Was für eine Achterbahnwoche für Timo Baumgartl. Keine drei Monate nach seinem Wechsel vom 1. FC Union zu Schalke 04 machte der Verteidiger bei den Knappen durch, was andere Spieler in ihrer ganzen Karriere nicht erleben. Erst hat er geredet, dafür wurde er bestraft und plötzlich ist nach der Entlassung von Trainer Thomas Reis wieder alles anders. Alles binnen 72 Stunden.
Nach dem 1:3 auf St. Pauli hatte Baumgartl am Sonntagnachmittag die von seinem Trainer vorgegebene Taktik mit dem mannorientierten Spiel angezweifelt. „Teilweise laufen wir Männern hinterher, dann sind Positionen übereinander – da ist keine Kompaktheit da“, kritisierte der Abwehrchef. „Wir sind immer einen Schritt zu spät.“ Die riskante Spielweise sei „die Philosophie vom Trainer, er gibt uns das vor und deswegen machen wir das auch als Mannschaft“, ergänzte Baumgartl.

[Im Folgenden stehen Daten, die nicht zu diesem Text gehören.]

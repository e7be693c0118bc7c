use std::fs::{self, File};
use std::io::{prelude::*, stderr, BufReader, BufWriter};
use std::path::{Path, PathBuf};

use clap::{ArgGroup, Parser};
use textcat::{Dataset, ModelConfig, NgramMethod, NgramRange, NgramToken, Trainer};
use tracing_subscriber::{fmt, prelude::*, EnvFilter};

#[derive(Parser, Debug)]
#[command(
    about = "A program to train models of Textcat.",
    group = ArgGroup::new("dataset").required(true),
)]
struct Args {
    /// A training corpus containing one document per line
    #[arg(long, group = "dataset", requires = "train_labels")]
    train_data: Option<PathBuf>,

    /// Labels of the training corpus, one per line
    #[arg(long, requires = "train_data")]
    train_labels: Option<PathBuf>,

    /// A training corpus in CSV format with `text` and `label` columns
    #[arg(long, group = "dataset")]
    train_csv: Option<PathBuf>,

    /// The n-gram length
    #[arg(long, default_value = "2")]
    ngrams: usize,

    /// The minimum n-gram length. Overrides --ngrams together with --ngrams-end
    #[arg(long, requires = "ngrams_end")]
    ngrams_start: Option<usize>,

    /// The maximum n-gram length. Overrides --ngrams together with --ngrams-start
    #[arg(long, requires = "ngrams_start")]
    ngrams_end: Option<usize>,

    /// The number of most frequent n-grams kept in each category profile
    #[arg(long, default_value = "300")]
    ngram_cutoff: usize,

    /// The segmentation method: {normal, sentence}
    #[arg(long, default_value = "normal")]
    ngram_method: NgramMethod,

    /// The n-gram unit: {word, char, char_wb}
    #[arg(long, default_value = "char")]
    ngram_token: NgramToken,

    /// The file to write the trained model to
    #[arg(long)]
    model: Option<PathBuf>,

    /// The directory to write the trained model to when --model is not given
    #[arg(long, default_value = "./models")]
    models_directory: PathBuf,

    /// Compress the model with zstd. Implied when the model file name ends with `.zst`
    #[arg(long)]
    compress: bool,

    /// The number of workers for zstd (0 means multithreaded will be disabled)
    #[arg(long, default_value = "0")]
    zstd_workers: u32,

    /// The log level used when RUST_LOG is not set
    #[arg(long, default_value = "info")]
    log_level: String,
}

fn is_zstd(path: &Path) -> bool {
    path.extension().map_or(false, |ext| ext == "zst")
}

fn main() -> Result<(), Box<dyn std::error::Error>> {
    let args = Args::parse();

    let filter = match EnvFilter::try_from_default_env() {
        Ok(filter) => filter,
        Err(_) => EnvFilter::try_new(&args.log_level)?,
    };
    tracing_subscriber::registry()
        .with(fmt::layer().with_writer(stderr))
        .with(filter)
        .init();

    let ngrams = match (args.ngrams_start, args.ngrams_end) {
        (Some(start), Some(end)) => NgramRange::new(start, end)?,
        _ => NgramRange::single(args.ngrams)?,
    };
    let config = ModelConfig::new(
        ngrams,
        args.ngram_cutoff,
        args.ngram_method,
        args.ngram_token,
    )?;

    eprintln!("Loading dataset...");
    let dataset = if let Some(path) = args.train_csv {
        eprintln!("Loading {path:?} ...");
        Dataset::from_csv(BufReader::new(File::open(path)?))?
    } else if let (Some(data), Some(labels)) = (args.train_data, args.train_labels) {
        eprintln!("Loading {data:?} and {labels:?} ...");
        Dataset::from_lines(
            BufReader::new(File::open(data)?),
            BufReader::new(File::open(labels)?),
        )?
    } else {
        unreachable!("clap requires a dataset");
    };
    eprintln!("# of documents: {}", dataset.len());

    eprintln!("Extracting n-grams...");
    let mut trainer = Trainer::new(config);
    for (i, (document, label)) in dataset.iter().enumerate() {
        if i % 10000 == 0 {
            eprint!("# of documents: {i}\r");
            stderr().flush()?;
        }
        trainer.add_example(document, label);
    }
    eprintln!("# of categories: {}", trainer.n_categories());

    eprintln!("Start training...");
    let model = trainer.train()?;
    eprintln!("Finish training.");

    let path = match args.model {
        Some(path) => path,
        None => {
            fs::create_dir_all(&args.models_directory)?;
            let mut name = model.file_name();
            if args.compress {
                name.push_str(".zst");
            }
            args.models_directory.join(name)
        }
    };

    eprintln!("Saving model file...");
    if args.compress || is_zstd(&path) {
        let mut f = zstd::Encoder::new(File::create(&path)?, 19)?;
        f.multithread(args.zstd_workers)?;
        model.write(&mut f)?;
        f.finish()?;
    } else {
        let mut f = BufWriter::new(File::create(&path)?);
        model.write(&mut f)?;
    }
    tracing::info!(path = %path.display(), n_categories = model.n_categories(), "model saved");

    Ok(())
}
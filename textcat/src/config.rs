use std::fmt;
use std::ops::RangeInclusive;
use std::str::FromStr;

use serde::{Deserialize, Serialize};

use crate::errors::{Result, TextcatError};

/// How a document is segmented before n-grams are taken.
#[derive(Clone, Copy, Debug, Default, PartialEq, Eq, Hash, Serialize, Deserialize)]
#[serde(rename_all = "snake_case")]
pub enum NgramMethod {
    /// The whole document is one token stream.
    #[default]
    Normal,

    /// The document is split into sentences first. No n-gram spans two sentences.
    Sentence,
}

impl NgramMethod {
    pub const fn as_str(self) -> &'static str {
        match self {
            Self::Normal => "normal",
            Self::Sentence => "sentence",
        }
    }
}

impl FromStr for NgramMethod {
    type Err = &'static str;

    fn from_str(s: &str) -> Result<Self, Self::Err> {
        match s {
            "normal" => Ok(Self::Normal),
            "sentence" => Ok(Self::Sentence),
            _ => Err("Could not parse an n-gram method: {normal, sentence}"),
        }
    }
}

impl fmt::Display for NgramMethod {
    fn fmt(&self, f: &mut fmt::Formatter) -> fmt::Result {
        f.write_str(self.as_str())
    }
}

/// The unit an n-gram is made of.
#[derive(Clone, Copy, Debug, Default, PartialEq, Eq, Hash, Serialize, Deserialize)]
#[serde(rename_all = "snake_case")]
pub enum NgramToken {
    /// `n` consecutive words joined by a single space.
    Word,

    /// `n` consecutive characters inside one word.
    #[default]
    Char,

    /// `n` consecutive characters inside one word padded with a space on both sides.
    CharWb,
}

impl NgramToken {
    pub const fn as_str(self) -> &'static str {
        match self {
            Self::Word => "word",
            Self::Char => "char",
            Self::CharWb => "char_wb",
        }
    }
}

impl FromStr for NgramToken {
    type Err = &'static str;

    fn from_str(s: &str) -> Result<Self, Self::Err> {
        match s {
            "word" => Ok(Self::Word),
            "char" => Ok(Self::Char),
            "char_wb" => Ok(Self::CharWb),
            _ => Err("Could not parse an n-gram token: {word, char, char_wb}"),
        }
    }
}

impl fmt::Display for NgramToken {
    fn fmt(&self, f: &mut fmt::Formatter) -> fmt::Result {
        f.write_str(self.as_str())
    }
}

/// Inclusive range of n-gram sizes.
#[derive(Clone, Copy, Debug, PartialEq, Eq, Hash)]
pub struct NgramRange {
    start: usize,
    end: usize,
}

impl NgramRange {
    fn check(start: usize, end: usize) -> Result<(), &'static str> {
        if start == 0 {
            return Err("n-gram size must be at least 1");
        }
        if start > end {
            return Err("the first n-gram size must not exceed the last one");
        }
        Ok(())
    }

    /// Creates a range of n-gram sizes.
    ///
    /// # Arguments
    ///
    /// * `start` - The smallest n-gram size.
    /// * `end` - The largest n-gram size (inclusive).
    ///
    /// # Errors
    ///
    /// If `start` is zero or greater than `end`, an error variant will be returned.
    pub fn new(start: usize, end: usize) -> Result<Self> {
        Self::check(start, end).map_err(|msg| TextcatError::invalid_argument("ngrams", msg))?;
        Ok(Self { start, end })
    }

    /// Creates a range holding the single size `n`.
    pub fn single(n: usize) -> Result<Self> {
        Self::new(n, n)
    }

    pub const fn start(&self) -> usize {
        self.start
    }

    pub const fn end(&self) -> usize {
        self.end
    }

    pub const fn is_single(&self) -> bool {
        self.start == self.end
    }

    pub fn iter(&self) -> RangeInclusive<usize> {
        self.start..=self.end
    }
}

impl fmt::Display for NgramRange {
    fn fmt(&self, f: &mut fmt::Formatter) -> fmt::Result {
        if self.is_single() {
            write!(f, "{}", self.start)
        } else {
            write!(f, "{}-{}", self.start, self.end)
        }
    }
}

/// Extraction parameters recorded in a model.
///
/// The same parameters are applied to documents at classification time.
#[derive(Clone, Copy, Debug, PartialEq, Eq, Serialize, Deserialize)]
#[serde(try_from = "RawModelConfig", into = "RawModelConfig")]
pub struct ModelConfig {
    pub(crate) ngrams: NgramRange,
    pub(crate) ngram_cutoff: usize,
    pub(crate) ngram_method: NgramMethod,
    pub(crate) ngram_token: NgramToken,
}

impl ModelConfig {
    /// Creates a new configuration.
    ///
    /// # Arguments
    ///
    /// * `ngrams` - The n-gram sizes to count.
    /// * `ngram_cutoff` - The maximum number of n-grams kept per category.
    /// * `ngram_method` - The segmentation method.
    /// * `ngram_token` - The n-gram unit.
    ///
    /// # Errors
    ///
    /// If `ngram_cutoff` is zero, an error variant will be returned.
    pub fn new(
        ngrams: NgramRange,
        ngram_cutoff: usize,
        ngram_method: NgramMethod,
        ngram_token: NgramToken,
    ) -> Result<Self> {
        if ngram_cutoff == 0 {
            return Err(TextcatError::invalid_argument(
                "ngram_cutoff",
                "must be at least 1",
            ));
        }
        Ok(Self {
            ngrams,
            ngram_cutoff,
            ngram_method,
            ngram_token,
        })
    }

    pub const fn ngrams(&self) -> NgramRange {
        self.ngrams
    }

    pub const fn ngram_cutoff(&self) -> usize {
        self.ngram_cutoff
    }

    pub const fn ngram_method(&self) -> NgramMethod {
        self.ngram_method
    }

    pub const fn ngram_token(&self) -> NgramToken {
        self.ngram_token
    }

    /// Returns the parameters joined as `{ngrams}_{cutoff}_{method}_{token}`.
    ///
    /// Model and report file names are built from it.
    pub fn file_stem(&self) -> String {
        format!(
            "{}_{}_{}_{}",
            self.ngrams, self.ngram_cutoff, self.ngram_method, self.ngram_token,
        )
    }

    pub(crate) fn with_cutoff(mut self, ngram_cutoff: usize) -> Self {
        self.ngram_cutoff = ngram_cutoff;
        self
    }
}

/// On-disk shape of [`ModelConfig`].
#[derive(Serialize, Deserialize)]
struct RawModelConfig {
    #[serde(default, skip_serializing_if = "Option::is_none")]
    ngrams: Option<usize>,
    #[serde(default, skip_serializing_if = "Option::is_none")]
    ngrams_start: Option<usize>,
    #[serde(default, skip_serializing_if = "Option::is_none")]
    ngrams_end: Option<usize>,
    ngram_cutoff: usize,
    #[serde(default)]
    ngram_method: NgramMethod,
    #[serde(default)]
    ngram_token: NgramToken,
}

impl TryFrom<RawModelConfig> for ModelConfig {
    type Error = TextcatError;

    fn try_from(raw: RawModelConfig) -> Result<Self> {
        let (start, end) = match (raw.ngrams, raw.ngrams_start, raw.ngrams_end) {
            (Some(n), None, None) => (n, n),
            (None, Some(start), Some(end)) => (start, end),
            (None, None, None) => {
                return Err(TextcatError::invalid_model(
                    "`config` needs either `ngrams` or `ngrams_start` and `ngrams_end`",
                ))
            }
            (Some(_), _, _) => {
                return Err(TextcatError::invalid_model(
                    "`ngrams` cannot be mixed with `ngrams_start`/`ngrams_end`",
                ))
            }
            _ => {
                return Err(TextcatError::invalid_model(
                    "`ngrams_start` and `ngrams_end` must be given together",
                ))
            }
        };
        NgramRange::check(start, end).map_err(TextcatError::invalid_model)?;
        if raw.ngram_cutoff == 0 {
            return Err(TextcatError::invalid_model("`ngram_cutoff` must be at least 1"));
        }
        Ok(Self {
            ngrams: NgramRange { start, end },
            ngram_cutoff: raw.ngram_cutoff,
            ngram_method: raw.ngram_method,
            ngram_token: raw.ngram_token,
        })
    }
}

impl From<ModelConfig> for RawModelConfig {
    fn from(config: ModelConfig) -> Self {
        let (ngrams, ngrams_start, ngrams_end) = if config.ngrams.is_single() {
            (Some(config.ngrams.start), None, None)
        } else {
            (None, Some(config.ngrams.start), Some(config.ngrams.end))
        };
        Self {
            ngrams,
            ngrams_start,
            ngrams_end,
            ngram_cutoff: config.ngram_cutoff,
            ngram_method: config.ngram_method,
            ngram_token: config.ngram_token,
        }
    }
}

Für ehrliche Kritik kassiert Baumgartl doppelte Strafe
Natürlich sorgten die Sätze für Aufregung. Und es folgte die Reaktion, wie Vereine meistens reagieren. Baumgartl wurde für eine Woche suspendiert, zur U23 versetzt und zu einer Geldstrafe verdonnert. Mit seiner Entschuldigung schien die Sache ausgestanden. „Was ich mit meinen Aussagen ausgelöst habe, war nicht meine Intention und darf einem Spieler mit meiner Erfahrung nicht passieren. Deshalb habe ich Thomas Reis und André Hechelmann um Entschuldigung gebeten und bin sehr froh, dass sie diese akzeptiert haben. Ich weiß, dass nun ich gefordert bin.“
Schien. Mit der Entlassung von Trainer Thomas Reis und dessen Co-Trainer André Hechelmann zündete Schalke die nächste Stufe der Selbstzerlegung. Herthas Mit-Absteiger will am Freitag beim SC Paderborn (18.30 Uhr) mit Co-Trainer Matthias Kreutzer die Kurve kriegen.